You can use relative or absolute links, but the search engines recommend absolute links.
This tag will operate in a similar way to a 301 redirect for all URLs that display the page with this tag.
Links to all URLs will be consolidated to the one specified as canonical.
Search engines will consider this URL a “strong hint” as to the one to crawl and index.
< See also Canonical Tag Results: Share the stories - Positive / Negative / No Impact [webmasterworld.com] >
[edited by: tedster at 6:08 pm (utc) on April 2, 2009]

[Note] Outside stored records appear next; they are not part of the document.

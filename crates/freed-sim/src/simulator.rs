//! ---
//! freed_section: "11-simulation"
//! freed_subsection: "module"
//! freed_type: "source"
//! freed_scope: "code"
//! freed_description: "Rate-paced UDP sender for motion patterns."
//! freed_version: "v1.0.0"
//! freed_owner: "tbd"
//! ---
use std::fmt;
use std::io;
use std::net::SocketAddr;
use std::time::Duration;

use freed_common::time::achieved_rate;
use freed_common::{
    sender_bind_addr, CancelSignal, ErrorPolicy, JitterHistogram, JitterSummary, Pacer, Paced,
    SimulatorConfig,
};
use freed_logging::{
    freed_debug, freed_info, freed_warn, log_session_event, LogContext, SessionOutcome,
    SessionRole,
};
use freed_proto::encode;
use serde::Serialize;
use strum::{AsRefStr, Display};
use tokio::net::UdpSocket;
use tokio::time::Instant;

use crate::error::SimError;
use crate::generator::{MotionGenerator, PoseSample};
use crate::pattern::PatternSpec;

/// Lifecycle of a [`Simulator`].
#[derive(Debug, Clone, Copy, PartialEq, Eq, Serialize, Display, AsRefStr)]
#[strum(serialize_all = "snake_case")]
#[serde(rename_all = "snake_case")]
pub enum SimState {
    Idle,
    Running,
    Completed,
    Cancelled,
    /// A send failed under [`ErrorPolicy::StopOnError`].
    Failed,
}

impl SimState {
    pub fn is_terminal(&self) -> bool {
        matches!(
            self,
            SimState::Completed | SimState::Cancelled | SimState::Failed
        )
    }
}

/// Per-datagram notification passed to the `on_sample` callback.
#[derive(Debug)]
pub enum SampleEvent<'a> {
    Sent(&'a PoseSample),
    Failed {
        sample: &'a PoseSample,
        error: &'a io::Error,
    },
}

/// Outcome of one simulator run.
#[derive(Debug, Clone, PartialEq, Serialize)]
pub struct SimulationReport {
    pub state: SimState,
    pub target: SocketAddr,
    pub sent: u64,
    pub failed: u64,
    /// Samples in the planned run; `None` when running continuously.
    pub planned: Option<u64>,
    pub elapsed: Duration,
    pub achieved_rate_hz: f64,
    pub jitter: Option<JitterSummary>,
}

impl fmt::Display for SimulationReport {
    fn fmt(&self, f: &mut fmt::Formatter<'_>) -> fmt::Result {
        write!(
            f,
            "Simulation {}: sent {} frames to {} over {:.1} seconds ({:.1} packets/second)",
            self.state,
            self.sent,
            self.target,
            self.elapsed.as_secs_f64(),
            self.achieved_rate_hz
        )?;
        if let Some(planned) = self.planned {
            write!(f, ", {} planned", planned)?;
        }
        if self.failed > 0 {
            write!(f, ", {} failed", self.failed)?;
        }
        if let Some(jitter) = &self.jitter {
            write!(
                f,
                ", jitter mean {:.0} us max {} us",
                jitter.mean_us, jitter.max_us
            )?;
        }
        Ok(())
    }
}

/// Drives one pattern over one UDP socket.
#[derive(Debug)]
pub struct Simulator {
    generator: MotionGenerator,
    config: SimulatorConfig,
    state: SimState,
    report: Option<SimulationReport>,
}

enum Stop {
    Completed,
    Cancelled,
    Failed(u64, io::Error),
}

impl Simulator {
    pub fn new(spec: PatternSpec, config: SimulatorConfig) -> Result<Self, SimError> {
        config
            .validate()
            .map_err(|err| SimError::InvalidConfig(err.to_string()))?;
        Ok(Self {
            generator: MotionGenerator::new(spec),
            config,
            state: SimState::Idle,
            report: None,
        })
    }

    pub fn state(&self) -> SimState {
        self.state
    }

    pub fn spec(&self) -> &PatternSpec {
        self.generator.spec()
    }

    pub fn config(&self) -> &SimulatorConfig {
        &self.config
    }

    /// Samples a single run sends; `None` for continuous runs.
    pub fn planned(&self) -> Option<u64> {
        if self.config.continuous {
            None
        } else {
            Some(self.generator.spec().sample_count())
        }
    }

    /// Report of the finished run, including failed ones.
    pub fn report(&self) -> Option<&SimulationReport> {
        self.report.as_ref()
    }

    /// Send every sample at `start + offset` until the pattern ends, the
    /// signal fires, or a send fails under [`ErrorPolicy::StopOnError`].
    ///
    /// Cancellation is observed while waiting for each deadline and right
    /// before each send.
    pub async fn run<F>(
        &mut self,
        cancel: &mut CancelSignal,
        mut on_sample: F,
    ) -> Result<SimulationReport, SimError>
    where
        F: FnMut(SampleEvent<'_>),
    {
        if self.state != SimState::Idle {
            return Err(SimError::NotIdle(self.state));
        }
        let target = self.config.target();
        let local = sender_bind_addr(&target);
        let socket = UdpSocket::bind(local)
            .await
            .map_err(|source| SimError::Bind {
                addr: local,
                source,
            })?;

        let kind = self.generator.spec().kind().to_string();
        let ctx = LogContext::new()
            .with_session(&kind)
            .with_role(SessionRole::Simulator)
            .with_camera(self.generator.spec().camera_id());
        freed_info!(
            context = ctx.clone(),
            "simulating {} pattern at {} Hz towards {}",
            kind,
            self.generator.spec().rate_hz(),
            target
        );

        self.state = SimState::Running;
        let pacer = Pacer::start();
        let jitter = JitterHistogram::default();
        let mut sent = 0u64;
        let mut failed = 0u64;
        let mut last_progress = Instant::now();
        let mut cycle = 0u64;

        let stop = 'run: loop {
            for sample in self.generator.cycle(cycle) {
                match pacer.wait_until(sample.offset, cancel).await {
                    Paced::Cancelled => break 'run Stop::Cancelled,
                    Paced::Due { lateness } => jitter.record(lateness),
                }
                let frame = encode(&sample.pose);
                match socket.send_to(frame.as_ref(), target).await {
                    Ok(_) => {
                        sent += 1;
                        on_sample(SampleEvent::Sent(&sample));
                    }
                    Err(err) => {
                        failed += 1;
                        freed_warn!(
                            context = ctx.clone().with_sequence(sample.sequence),
                            "send to {} failed: {}",
                            target,
                            err
                        );
                        on_sample(SampleEvent::Failed {
                            sample: &sample,
                            error: &err,
                        });
                        if self.config.error_policy == ErrorPolicy::StopOnError {
                            break 'run Stop::Failed(sample.sequence, err);
                        }
                    }
                }
                if last_progress.elapsed() >= self.config.progress_interval {
                    last_progress = Instant::now();
                    freed_debug!(
                        context = ctx.clone().with_sequence(sample.sequence),
                        "frame {} pose {}",
                        sample.sequence,
                        sample.pose
                    );
                }
            }
            if !self.config.continuous {
                break Stop::Completed;
            }
            cycle += 1;
        };

        let elapsed = pacer.elapsed();
        let (state, outcome) = match &stop {
            Stop::Completed => (SimState::Completed, SessionOutcome::Success),
            Stop::Cancelled => (SimState::Cancelled, SessionOutcome::Cancelled),
            Stop::Failed(..) => (SimState::Failed, SessionOutcome::Fault),
        };
        self.state = state;
        let report = SimulationReport {
            state,
            target,
            sent,
            failed,
            planned: self.planned(),
            elapsed,
            achieved_rate_hz: achieved_rate(sent, elapsed),
            jitter: jitter.summary(),
        };
        log_session_event(
            Some(&ctx),
            "simulator.finished",
            &report.to_string(),
            outcome,
        );
        self.report = Some(report.clone());

        match stop {
            Stop::Failed(sequence, source) => Err(SimError::Send {
                sequence,
                target,
                sent,
                source,
            }),
            Stop::Completed | Stop::Cancelled => Ok(report),
        }
    }
}

#[cfg(test)]
mod tests {
    use super::*;
    use crate::pattern::PatternKind;
    use freed_common::cancel_pair;
    use std::net::{IpAddr, Ipv4Addr, UdpSocket as StdUdpSocket};

    fn spec(duration_ms: u64, rate: f64) -> PatternSpec {
        PatternSpec::builder(PatternKind::Circle)
            .duration(Duration::from_millis(duration_ms))
            .rate_hz(rate)
            .build()
            .unwrap()
    }

    fn config_for(receiver: &StdUdpSocket) -> SimulatorConfig {
        SimulatorConfig {
            target_ip: IpAddr::V4(Ipv4Addr::LOCALHOST),
            port: receiver.local_addr().unwrap().port(),
            ..SimulatorConfig::default()
        }
    }

    #[test]
    fn invalid_config_fails_fast() {
        let config = SimulatorConfig {
            port: 0,
            ..SimulatorConfig::default()
        };
        assert!(matches!(
            Simulator::new(spec(100, 10.0), config),
            Err(SimError::InvalidConfig(_))
        ));
    }

    #[tokio::test]
    async fn completes_a_short_run() {
        let receiver = StdUdpSocket::bind("127.0.0.1:0").unwrap();
        let mut simulator = Simulator::new(spec(200, 50.0), config_for(&receiver)).unwrap();
        assert_eq!(simulator.state(), SimState::Idle);
        assert_eq!(simulator.planned(), Some(10));

        let mut sequences = Vec::new();
        let report = simulator
            .run(&mut CancelSignal::never(), |event| {
                if let SampleEvent::Sent(sample) = event {
                    sequences.push(sample.sequence);
                }
            })
            .await
            .unwrap();

        assert_eq!(report.state, SimState::Completed);
        assert_eq!(report.sent, 10);
        assert_eq!(report.failed, 0);
        assert_eq!(sequences, (0..10).collect::<Vec<_>>());
        assert_eq!(simulator.state(), SimState::Completed);
        assert!(report.elapsed >= Duration::from_millis(180));
        assert_eq!(simulator.report(), Some(&report));
    }

    #[tokio::test]
    async fn second_run_is_rejected() {
        let receiver = StdUdpSocket::bind("127.0.0.1:0").unwrap();
        let mut simulator = Simulator::new(spec(40, 50.0), config_for(&receiver)).unwrap();
        simulator
            .run(&mut CancelSignal::never(), |_| {})
            .await
            .unwrap();
        assert!(matches!(
            simulator.run(&mut CancelSignal::never(), |_| {}).await,
            Err(SimError::NotIdle(SimState::Completed))
        ));
    }

    fn broadcast_config(error_policy: ErrorPolicy) -> SimulatorConfig {
        // Broadcast without SO_BROADCAST is refused by the kernel.
        SimulatorConfig {
            target_ip: IpAddr::V4(Ipv4Addr::BROADCAST),
            port: 6000,
            error_policy,
            ..SimulatorConfig::default()
        }
    }

    #[tokio::test]
    async fn stop_on_error_fails_the_run() {
        let mut simulator =
            Simulator::new(spec(100, 50.0), broadcast_config(ErrorPolicy::StopOnError)).unwrap();
        let mut failures = 0;
        let result = simulator
            .run(&mut CancelSignal::never(), |event| {
                if let SampleEvent::Failed { .. } = event {
                    failures += 1;
                }
            })
            .await;
        match result {
            Err(SimError::Send { sequence, sent, .. }) => {
                assert_eq!(sequence, 0);
                assert_eq!(sent, 0);
            }
            other => panic!("expected a send failure, got {other:?}"),
        }
        assert_eq!(failures, 1);
        assert_eq!(simulator.state(), SimState::Failed);
        assert_eq!(simulator.report().map(|report| report.failed), Some(1));
    }

    #[tokio::test]
    async fn continue_policy_counts_failures_and_completes() {
        let mut simulator =
            Simulator::new(spec(100, 50.0), broadcast_config(ErrorPolicy::Continue)).unwrap();
        let report = simulator
            .run(&mut CancelSignal::never(), |_| {})
            .await
            .unwrap();
        assert_eq!(report.state, SimState::Completed);
        assert_eq!(report.failed, 5);
        assert_eq!(report.sent, 0);
    }

    #[tokio::test]
    async fn continuous_run_stops_on_cancel() {
        let receiver = StdUdpSocket::bind("127.0.0.1:0").unwrap();
        let config = SimulatorConfig {
            continuous: true,
            ..config_for(&receiver)
        };
        let mut simulator = Simulator::new(spec(100, 100.0), config).unwrap();
        assert_eq!(simulator.planned(), None);

        let (handle, mut signal) = cancel_pair();
        let mut last_sequence = 0;
        let report = simulator
            .run(&mut signal, |event| {
                if let SampleEvent::Sent(sample) = event {
                    last_sequence = sample.sequence;
                    // Past the first 10-sample pass.
                    if sample.sequence == 25 {
                        handle.cancel();
                    }
                }
            })
            .await
            .unwrap();

        assert_eq!(report.state, SimState::Cancelled);
        assert_eq!(report.sent, 26);
        assert_eq!(last_sequence, 25);
        assert_eq!(report.planned, None);
    }

    #[tokio::test]
    async fn continuous_jitter_covers_every_pass() {
        let receiver = StdUdpSocket::bind("127.0.0.1:0").unwrap();
        let config = SimulatorConfig {
            continuous: true,
            ..config_for(&receiver)
        };
        // 5-sample passes; cancel during the eighth.
        let mut simulator = Simulator::new(spec(50, 100.0), config).unwrap();
        let (handle, mut signal) = cancel_pair();
        let report = simulator
            .run(&mut signal, |event| {
                if let SampleEvent::Sent(sample) = event {
                    if sample.sequence == 37 {
                        handle.cancel();
                    }
                }
            })
            .await
            .unwrap();

        assert_eq!(report.sent, 38);
        let jitter = report.jitter.expect("jitter recorded");
        assert_eq!(jitter.samples, 38);
        assert!(jitter.min_us <= jitter.max_us);
        assert!(jitter.mean_us >= jitter.min_us as f64 && jitter.mean_us <= jitter.max_us as f64);
    }
}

Some specific points addressed in the video:
1. The canonical tag will work across the https: and http: protocols
2. The canonical tag will work across hostnames (subdomains).
3. Avoid creating infinite loops where urlA says urlB is the canonical and then urlB says urlA is the canonical version.
4. Avoid a canonical url that returns a 404 or 410 status.
5. Avoid canonical chains, just as you should avoid 301 redirect chains.
6. The canonical url you declare does not need to get an exact content match from the server, but its content should be very similar. This means you can apply it to various "sort" versions of the same material.
The canonical url you declare does not need to get an exact content match from the server, but its content should be very similar. This means you can apply it to various "sort" versions of the same material.
This is where the utility of tag differs from having redirections in place. In other cases I agree, fix them in the beginning where possible.
Having different "versions of the same material" seems to be bending the meaning of canonical.
The customer can access the product page with various links:
The simple product page:
The product page in the category: gummy candy
I'll come up with a third:
The product page in the category: gelatine free sweets
And a forth:
The product page in the category: salty sweets
Note, that in the example Matt Cutts gives, the category and product name is displayed in big bold letters, so the visitor can immediately see two informations:
1. In which category he is on the website
2. Which products are displayed.
Now Matt Cutts happily tells us: We can resolve this duplicate content issue by picking one of those product pages and making it our "canonical page" with the new "canonical tag".
So here is my problem: I do not think those pages have a duplicate content issue. I do believe that those four pages are entirely different and for some users the essential information lies in the 1 percent of information that differs in those four examples and that this information for me as a shop owner can decide if I make the sale or not.
What if a user searches for: "Gelatine free swedish sweets"?
Will my product page even show up now in the search results if I use No 1 as my canonical URL?
And even if it does - won't my potential customer be confused if he specifically searched for "gelatine free swedish fish" and this important information does not show up in a prominent place because I directed him to my "canonical URL". What about the user who wanted "swedish salty sweets". What about the user who wants "swedish gummy candy".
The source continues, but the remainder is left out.